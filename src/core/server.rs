// wowsdirectory - core/server.rs
//
// Game server regions. Each region is a separately installable client with
// its own product id, registry key, and install directory.

use serde::Serialize;
use std::fmt;
use std::str::FromStr;

/// One supported game server region.
#[derive(Debug, Clone, Copy, PartialEq, Eq, Hash, PartialOrd, Ord, Serialize)]
pub enum GameServer {
    /// Global client (ASIA, EU, NA, RU clusters).
    #[serde(rename = "WW")]
    Ww,
    /// The Chinese server, published by 360.cn.
    #[serde(rename = "CN")]
    Cn,
    /// The Public Test server.
    #[serde(rename = "PT")]
    Pt,
}

/// Every known server region, in display order.
pub const GAME_SERVERS: [GameServer; 3] = [GameServer::Ww, GameServer::Cn, GameServer::Pt];

impl GameServer {
    /// Numeric code of the region, stable across releases.
    pub fn number(self) -> i32 {
        match self {
            Self::Ww => 0,
            Self::Cn => 1,
            Self::Pt => 2,
        }
    }

    /// Resolve a numeric region code. Unknown codes yield `None`.
    pub fn from_number(value: i32) -> Option<Self> {
        GAME_SERVERS.into_iter().find(|s| s.number() == value)
    }

    /// Short lowercase code used on the CLI and in config.toml.
    pub fn code(self) -> &'static str {
        match self {
            Self::Ww => "ww",
            Self::Cn => "cn",
            Self::Pt => "pt",
        }
    }

    /// Product id as written in `game_info.xml` and used as the uninstall
    /// registry key name.
    pub fn game_id(self) -> &'static str {
        match self {
            Self::Ww => "WOWS.WW.PRODUCTION",
            Self::Cn => "WOWS.CN.PRODUCTION",
            Self::Pt => "WOWS.PT.PRODUCTION",
        }
    }

    /// Resolve a product id. Matching ignores surrounding whitespace and case.
    pub fn from_game_id(id: &str) -> Option<Self> {
        let id = id.trim();
        GAME_SERVERS
            .into_iter()
            .find(|s| s.game_id().eq_ignore_ascii_case(id))
    }
}

impl fmt::Display for GameServer {
    fn fmt(&self, f: &mut fmt::Formatter<'_>) -> fmt::Result {
        f.write_str(self.code())
    }
}

/// Returned when a string names no known region.
#[derive(Debug, Clone, PartialEq, Eq)]
pub struct UnknownServer(pub String);

impl fmt::Display for UnknownServer {
    fn fmt(&self, f: &mut fmt::Formatter<'_>) -> fmt::Result {
        write!(
            f,
            "unknown game server '{}' (expected ww, cn or pt)",
            self.0
        )
    }
}

impl std::error::Error for UnknownServer {}

impl FromStr for GameServer {
    type Err = UnknownServer;

    fn from_str(s: &str) -> Result<Self, Self::Err> {
        GAME_SERVERS
            .into_iter()
            .find(|server| server.code().eq_ignore_ascii_case(s.trim()))
            .ok_or_else(|| UnknownServer(s.to_string()))
    }
}
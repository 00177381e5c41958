// wowsdirectory - main.rs
//
// Command-line entry point. Handles:
// 1. CLI argument parsing
// 2. config.toml loading
// 3. Logging initialisation (debug mode support)
// 4. One locate() pass and printing of the resolved paths

use clap::Parser;
use serde::Serialize;
use std::io::Write;
use std::path::PathBuf;
use wowsdirectory::platform::config::{load_config, PlatformPaths};
use wowsdirectory::util::{self, error, error::WowsDirError};
use wowsdirectory::{GameDirectory, GameServer, GAME_SERVERS};

/// wowsdirectory - locate World of Warships installations.
///
/// Prints the worldwide client directory, then one line per server region
/// (WW, CN, PT). An unresolved region prints an empty line.
#[derive(Parser, Debug)]
#[command(name = "wowsdirectory", version, about)]
struct Cli {
    /// Alternate config.toml (defaults to the platform config directory).
    #[arg(short = 'c', long = "config")]
    config: Option<PathBuf>,

    /// Print the install record as JSON instead of plain lines.
    #[arg(long = "json")]
    json: bool,

    /// Enable debug logging (equivalent to RUST_LOG=debug).
    #[arg(short = 'd', long = "debug")]
    debug: bool,
}

/// One region in the JSON report. Paths are rendered the same way as in
/// the line output, so a non-UTF-8 directory name cannot fail serialisation.
#[derive(Serialize)]
struct RegionReport {
    server: GameServer,
    path: Option<String>,
    source: Option<&'static str>,
}

fn print_lines(locator: &GameDirectory, out: &mut impl Write) -> std::io::Result<()> {
    let line = |server| {
        locator
            .get_game_directory(server)
            .map(|p| p.display().to_string())
            .unwrap_or_default()
    };

    writeln!(out, "{}", line(GameServer::Ww))?;
    for server in GAME_SERVERS {
        writeln!(out, "{}", line(server))?;
    }
    Ok(())
}

fn print_json(locator: &GameDirectory, out: &mut impl Write) -> error::Result<()> {
    let report: Vec<RegionReport> = GAME_SERVERS
        .into_iter()
        .map(|server| {
            let install = locator.record().get(server);
            RegionReport {
                server,
                path: install.map(|i| i.path.display().to_string()),
                source: install.map(|i| i.source),
            }
        })
        .collect();

    // Rendered in full first so a failure never leaves half a document.
    let json = serde_json::to_string_pretty(&report)?;
    writeln!(out, "{json}").map_err(|source| WowsDirError::Io {
        path: PathBuf::from("<stdout>"),
        operation: "write",
        source,
    })
}

fn main() {
    let cli = Cli::parse();

    // Config is read before logging so its [logging] level can apply;
    // validation warnings are logged once the subscriber exists.
    let platform_paths = PlatformPaths::resolve();
    let explicit_config = cli.config.is_some();
    let config_path = cli
        .config
        .clone()
        .unwrap_or_else(|| platform_paths.config_file());
    let (config, config_warnings) = load_config(&config_path, explicit_config);

    util::logging::init(cli.debug, config.log_level.as_deref());

    tracing::info!(
        version = util::constants::APP_VERSION,
        config = %config_path.display(),
        "wowsdirectory starting"
    );
    for warning in &config_warnings {
        tracing::warn!(warning = %warning, "Config validation warning");
    }

    let mut locator = GameDirectory::from_config(&config, platform_paths.home_dir.as_deref());
    tracing::debug!(strategies = ?locator.strategy_names(), "Discovery chain");
    locator.locate().info();

    let stdout = std::io::stdout();
    let mut out = stdout.lock();
    let result = if cli.json {
        print_json(&locator, &mut out)
    } else {
        print_lines(&locator, &mut out).map_err(|source| WowsDirError::Io {
            path: PathBuf::from("<stdout>"),
            operation: "write",
            source,
        })
    };

    if let Err(e) = result {
        tracing::error!(error = %e, "Failed to print results");
        eprintln!("Error: {e}");
        std::process::exit(1);
    }
}
// wowsdirectory - core/game_info.rs
//
// Identifies which server a client directory belongs to by reading the
// `<id>` element of its `game_info.xml`.
//
// The file is a small XML document written by the game launcher:
//
//   <protocol name="game_info" version="3.0">
//     <game>
//       <id>WOWS.WW.PRODUCTION</id>
//       ...
//
// Only the first `<id>` matters, so a regex scan is enough; no XML parser.

use crate::core::server::GameServer;
use crate::platform::fs;
use crate::util::constants;
use crate::util::error::DiscoveryError;
use regex::Regex;
use std::path::Path;
use std::sync::OnceLock;

fn id_regex() -> &'static Regex {
    static RE: OnceLock<Regex> = OnceLock::new();
    RE.get_or_init(|| Regex::new(r"<id>\s*([^<]*?)\s*</id>").expect("id_regex: invalid regex"))
}

/// Extract the first `<id>` value from `game_info.xml` content.
pub fn extract_game_id(content: &str) -> Option<&str> {
    id_regex()
        .captures(content)
        .and_then(|c| c.get(1))
        .map(|m| m.as_str())
        .filter(|id| !id.is_empty())
}

/// Read `<dir>/game_info.xml` and resolve the server it names.
pub fn read_game_id(dir: &Path) -> Result<GameServer, DiscoveryError> {
    let path = dir.join(constants::GAME_INFO_FILE_NAME);

    let metadata = match std::fs::metadata(&path) {
        Ok(m) if m.is_file() => m,
        Ok(_) => return Err(DiscoveryError::GameInfoMissing { path }),
        Err(e) if e.kind() == std::io::ErrorKind::NotFound => {
            return Err(DiscoveryError::GameInfoMissing { path });
        }
        Err(source) => return Err(DiscoveryError::GameInfoUnreadable { path, source }),
    };

    if metadata.len() > constants::MAX_GAME_INFO_FILE_SIZE {
        return Err(DiscoveryError::GameInfoTooLarge {
            size: metadata.len(),
            max_size: constants::MAX_GAME_INFO_FILE_SIZE,
            path,
        });
    }

    let content = match fs::read_file_lossy(&path) {
        Ok(c) => c,
        Err(source) => return Err(DiscoveryError::GameInfoUnreadable { path, source }),
    };

    let id = match extract_game_id(&content) {
        Some(id) => id,
        None => return Err(DiscoveryError::MissingGameId { path }),
    };

    tracing::debug!(path = %path.display(), id, "Read game id");

    GameServer::from_game_id(id).ok_or_else(|| DiscoveryError::UnknownGameId {
        id: id.to_string(),
        path,
    })
}
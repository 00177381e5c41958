// wowsdirectory - util/error.rs
//
// Typed error hierarchy with context-preserving error chains.
// Discovery errors never escape `GameDirectory::locate`; they exist so that
// strategies can report *why* a candidate was rejected in the debug log.
// Config errors are rendered into the startup warning list.

use std::fmt;
use std::io;
use std::path::PathBuf;

/// Fatal errors of the command-line front end.
#[derive(Debug)]
pub enum WowsDirError {
    /// Output serialisation failed.
    Json(serde_json::Error),

    /// I/O error with path context.
    Io {
        path: PathBuf,
        operation: &'static str,
        source: io::Error,
    },
}

impl fmt::Display for WowsDirError {
    fn fmt(&self, f: &mut fmt::Formatter<'_>) -> fmt::Result {
        match self {
            Self::Json(e) => write!(f, "JSON error: {e}"),
            Self::Io {
                path,
                operation,
                source,
            } => write!(
                f,
                "I/O error during {operation} on '{}': {source}",
                path.display()
            ),
        }
    }
}

impl std::error::Error for WowsDirError {
    fn source(&self) -> Option<&(dyn std::error::Error + 'static)> {
        match self {
            Self::Json(e) => Some(e),
            Self::Io { source, .. } => Some(source),
        }
    }
}

impl From<serde_json::Error> for WowsDirError {
    fn from(e: serde_json::Error) -> Self {
        Self::Json(e)
    }
}

// ---------------------------------------------------------------------------
// Discovery errors
// ---------------------------------------------------------------------------

/// Errors raised while probing a single discovery strategy or candidate.
#[derive(Debug)]
pub enum DiscoveryError {
    /// The candidate directory has no `game_info.xml`.
    GameInfoMissing { path: PathBuf },

    /// `game_info.xml` exists but could not be read.
    GameInfoUnreadable { path: PathBuf, source: io::Error },

    /// `game_info.xml` is larger than any real client metadata file.
    GameInfoTooLarge {
        path: PathBuf,
        size: u64,
        max_size: u64,
    },

    /// `game_info.xml` carries no `<id>` element.
    MissingGameId { path: PathBuf },

    /// `game_info.xml` names a product that is not a known server.
    UnknownGameId { path: PathBuf, id: String },

    /// Registry key or value access failed.
    Registry { key: String, source: io::Error },

    /// Steam installation lookup failed.
    Steam { source: steamlocate::Error },

    /// A default-path glob pattern is malformed.
    Pattern {
        pattern: String,
        source: glob::PatternError,
    },

    /// Walkdir traversal error under a search root.
    Traversal {
        path: PathBuf,
        source: walkdir::Error,
    },
}

impl fmt::Display for DiscoveryError {
    fn fmt(&self, f: &mut fmt::Formatter<'_>) -> fmt::Result {
        match self {
            Self::GameInfoMissing { path } => {
                write!(f, "No game_info.xml at '{}'", path.display())
            }
            Self::GameInfoUnreadable { path, source } => {
                write!(f, "Cannot read '{}': {source}", path.display())
            }
            Self::GameInfoTooLarge {
                path,
                size,
                max_size,
            } => write!(
                f,
                "'{}' is {size} bytes, exceeds maximum of {max_size} bytes",
                path.display()
            ),
            Self::MissingGameId { path } => {
                write!(f, "'{}' has no <id> element", path.display())
            }
            Self::UnknownGameId { path, id } => {
                write!(f, "'{}' names unknown game id '{id}'", path.display())
            }
            Self::Registry { key, source } => {
                write!(f, "Registry access to '{key}' failed: {source}")
            }
            Self::Steam { source } => write!(f, "Steam lookup failed: {source}"),
            Self::Pattern { pattern, source } => {
                write!(f, "Invalid path pattern '{pattern}': {source}")
            }
            Self::Traversal { path, source } => {
                write!(f, "Error traversing '{}': {source}", path.display())
            }
        }
    }
}

impl std::error::Error for DiscoveryError {
    fn source(&self) -> Option<&(dyn std::error::Error + 'static)> {
        match self {
            Self::GameInfoUnreadable { source, .. } => Some(source),
            Self::Registry { source, .. } => Some(source),
            Self::Steam { source } => Some(source),
            Self::Pattern { source, .. } => Some(source),
            Self::Traversal { source, .. } => Some(source),
            _ => None,
        }
    }
}

// ---------------------------------------------------------------------------
// Config errors
// ---------------------------------------------------------------------------

/// Problems found while reading `config.toml`. None of them is fatal: each
/// becomes a startup warning and the affected setting keeps its default.
#[derive(Debug)]
pub enum ConfigError {
    /// A config file named on the command line does not exist.
    NotFound { path: PathBuf },

    /// The file exists but could not be read.
    Read { path: PathBuf, source: io::Error },

    /// The file is not valid TOML or has the wrong shape.
    Syntax {
        path: PathBuf,
        source: toml::de::Error,
    },

    /// A setting holds a value outside its accepted range.
    InvalidValue {
        key: &'static str,
        value: String,
        accepted: String,
    },
}

impl fmt::Display for ConfigError {
    fn fmt(&self, f: &mut fmt::Formatter<'_>) -> fmt::Result {
        match self {
            Self::NotFound { path } => {
                write!(f, "config file '{}' does not exist", path.display())
            }
            Self::Read { path, source } => {
                write!(f, "cannot read config file '{}': {source}", path.display())
            }
            Self::Syntax { path, source } => {
                write!(f, "malformed config file '{}': {source}", path.display())
            }
            Self::InvalidValue {
                key,
                value,
                accepted,
            } => write!(f, "{key} = {value} is not accepted (allowed: {accepted})"),
        }
    }
}

impl std::error::Error for ConfigError {
    fn source(&self) -> Option<&(dyn std::error::Error + 'static)> {
        match self {
            Self::Read { source, .. } => Some(source),
            Self::Syntax { source, .. } => Some(source),
            Self::NotFound { .. } | Self::InvalidValue { .. } => None,
        }
    }
}

/// Convenience type alias for wowsdirectory results.
pub type Result<T> = std::result::Result<T, WowsDirError>;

▶ _Task to carry out_:
Return each line of the material in which the string "PartialEq" can be found.

▶ _Result of the task_:
#[derive(Debug, Clone, Copy, PartialEq, Eq, Hash, PartialOrd, Ord, Serialize)]
#[derive(Debug, Clone, PartialEq, Eq)]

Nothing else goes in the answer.